Many thanks to all who contributed and commented; this could not have been done without you. Special mention is due to Anthony, Francois, Harriet, Mark, Paul, Richard and Simon. Any gaffs or errors of omission are mine.

The advice I got was “don’t touch Arab (sic) pride and don’t touch Arab women”, but I’d already married one and my coach knew that! Hopefully this is a little more helpful.

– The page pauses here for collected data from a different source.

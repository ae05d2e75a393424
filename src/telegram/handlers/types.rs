//! Handler types and dependencies

use std::sync::Arc;

use crate::relay::Relay;

/// Error type for handlers
pub type HandlerError = Box<dyn std::error::Error + Send + Sync + 'static>;

/// Dependencies required by handlers
#[derive(Clone)]
pub struct HandlerDeps {
    pub relay: Arc<Relay>,
}

impl HandlerDeps {
    pub fn new(relay: Arc<Relay>) -> Self {
        Self { relay }
    }
}
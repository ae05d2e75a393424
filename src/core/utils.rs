use crate::core::config::download::MAX_FILENAME_LEN;

/// Characters that are invalid in file names on at least one common filesystem.
const RESERVED_CHARS: [char; 9] = ['\\', '/', ':', '*', '?', '"', '<', '>', '|'];

/// Replaces reserved characters in a title so it can be used as a file name.
///
/// Each of `\ / : * ? " < > |` becomes `_`, then all trailing dots are
/// stripped (Windows silently drops them, which breaks later lookups).
///
/// # Example
///
/// ```
/// use audiorelay::core::utils::sanitize_filename;
///
/// assert_eq!(sanitize_filename("My Song: Live!"), "My Song_ Live!");
/// assert_eq!(sanitize_filename("a/b..."), "a_b");
/// ```
pub fn sanitize_filename(name: &str) -> String {
    let replaced: String = name
        .chars()
        .map(|c| if RESERVED_CHARS.contains(&c) { '_' } else { c })
        .collect();
    replaced.trim_end_matches('.').to_string()
}

/// Builds the on-disk stem for a title: sanitized, at most 250 characters.
///
/// Truncation happens on a char boundary and trailing dots exposed by the cut
/// are stripped again. An empty result falls back to `"audio"`.
pub fn filename_for_title(title: &str) -> String {
    let sanitized = sanitize_filename(title);
    let truncated: String = sanitized.chars().take(MAX_FILENAME_LEN).collect();
    let stem = truncated.trim_end_matches('.');
    if stem.is_empty() {
        "audio".to_string()
    } else {
        stem.to_string()
    }
}

/// Escapes text for Telegram's HTML parse mode.
pub fn escape_html(text: &str) -> String {
    let mut result = String::with_capacity(text.len());
    for c in text.chars() {
        match c {
            '&' => result.push_str("&amp;"),
            '<' => result.push_str("&lt;"),
            '>' => result.push_str("&gt;"),
            _ => result.push(c),
        }
    }
    result
}

/// Caption attached to audio posted into the channel.
///
/// # Example
///
/// ```
/// use audiorelay::core::utils::format_channel_caption;
///
/// assert_eq!(format_channel_caption("A & B"), "🔉 <b>A &amp; B</b>");
/// ```
pub fn format_channel_caption(title: &str) -> String {
    format!("🔉 <b>{}</b>", escape_html(title))
}
//! Download source abstraction.
//!
//! The pipeline in [`crate::download::pipeline`] is fixed; what varies is the
//! backend that resolves metadata and fetches the audio stream. Production
//! uses [`crate::download::ytdlp::YtDlpSource`], tests plug in their own.

use async_trait::async_trait;
use std::path::Path;

use crate::core::error::AppError;
use crate::download::metadata::AudioMetadata;

/// Backend for the two network-bound pipeline steps.
///
/// Both methods are invoked concurrently for the same URL, so implementations
/// must not share mutable per-call state.
#[async_trait]
pub trait AudioSource: Send + Sync {
    /// Human-readable name of this source (e.g., "yt-dlp")
    fn name(&self) -> &str;

    /// Resolve title, artist and thumbnail without downloading media.
    async fn get_audio_details(&self, url: &str) -> Result<AudioMetadata, AppError>;

    /// Download the best audio stream as MP3 to exactly `dest`.
    async fn download_audio(&self, url: &str, dest: &Path) -> Result<(), AppError>;
}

One last thought before the "beef" - Lebanon has been my adopted country for over fourteen years, and I enjoy Lebanon, largely due to the fact that there are lot of Lebanese in it. Publishing lists like this risks offending or worse, so rather than take offence at anything, perhaps you'd write back to me with your views on foreigners instead. I promise to consolidate them all into another little piece.


Political and Cultural

  1. The political make-up of Lebanon is very complex, try to get some feel for it before coming here. Many seasoned MENA veterans find Lebanon so totally different from what they have been used to in the GCC or other Levant countries.
  2. Lebanon is unpredictable.  Trying to plan everything in advance - as one does /is accustomed to doing in the UK - won't work here.
  3. Bureaucracy Rules.  When dealing with any official entities, expect delays, bureaucracy and the need for "wasta" – it really is who you know and not what.
  4. You won't learn Arabic living here.  Most Lebanese speak English and/or French and, when learning that you are a foreigner, will practice their own language skills on you.
  5. The postal system just doesn't supply a reliable delivery/mail service. More, no financial nor business transaction can be sent in the mail, e.g. bank statements must be picked up in person
  6. Time management – Many Lebanese seem to have little idea of time which can give the impression of a lack of respect for your time especially if you come from a culture where time is sacrosanct. A consequence is that you are seldom expected to be on time.  An invitation to dinner at 8.00pm may well mean 9.30 or 10.00 pm, except during Ramadan, when you are expected to turn up as the sun sets and not a moment after.
  7. Most Lebanese operate on short time horizons. This makes them appear spontaneous and can be appealing but in a business context tends to lead to short sighted decision making
  8. Many Lebanese attempt to multitask in way that appears (and often is) chaotic and unproductive. They find it hard to give you or anything their undivided focused attention for any length of time.  This is not intentionally disrespectful though it can appear to be at first sight. For example, if their phone rings or an SMS arrives during a meeting with you, they will usually break off and take the call.  Equally, they will not be concerned if you do the same.
  9. Because of trying to do several things at once, they will often appear rushed and harried, they will rush through work (repairs and the like), any finished or repaired product should be closely inspected before accepting it.
  10. Useful tip – NEVER change your plans in reliance that a Lebanese will do something when they say they will e.g. arrive to fix your plumbing (this is especially true of handyman types - plumbers, electricians etc).  It will be far less irritating to continue to do whatever you were going to do and agree a time when lateness or non-appearance will not matter to you
  11. Lebanon is a Mediterranean country with a typically relaxed lifestyle – this manifests itself in ways that can be charming or infuriating depending on context and occasion
  12. Law enforcement starts with good intentions but quickly becomes lax. Traffic lights are more for illumination than anything else and a recent smoking ban in restaurants and pubs was steadily relaxed for various groups, which now seem embrace diners and drinkers! 
  13. You will need a "Plan B" for everything, from sourcing electricity (there is not enough electricity, so all locations undergo daily power cuts to “power share”, so you need access to another source, either your own generator on a balcony, or, for example purchasing extra power from a bakery!) to telecoms to access from and to the country.
  14. Bribery and the expectation of it exist. Get your coping strategy ready.
  15. Warning to all British males! There is a surfeit of ladies, so acquiring a Lebanese wife has proved a much more common hazard than many realize and has afflicted all professions. Diplomats, bankers & engineers have all fallen.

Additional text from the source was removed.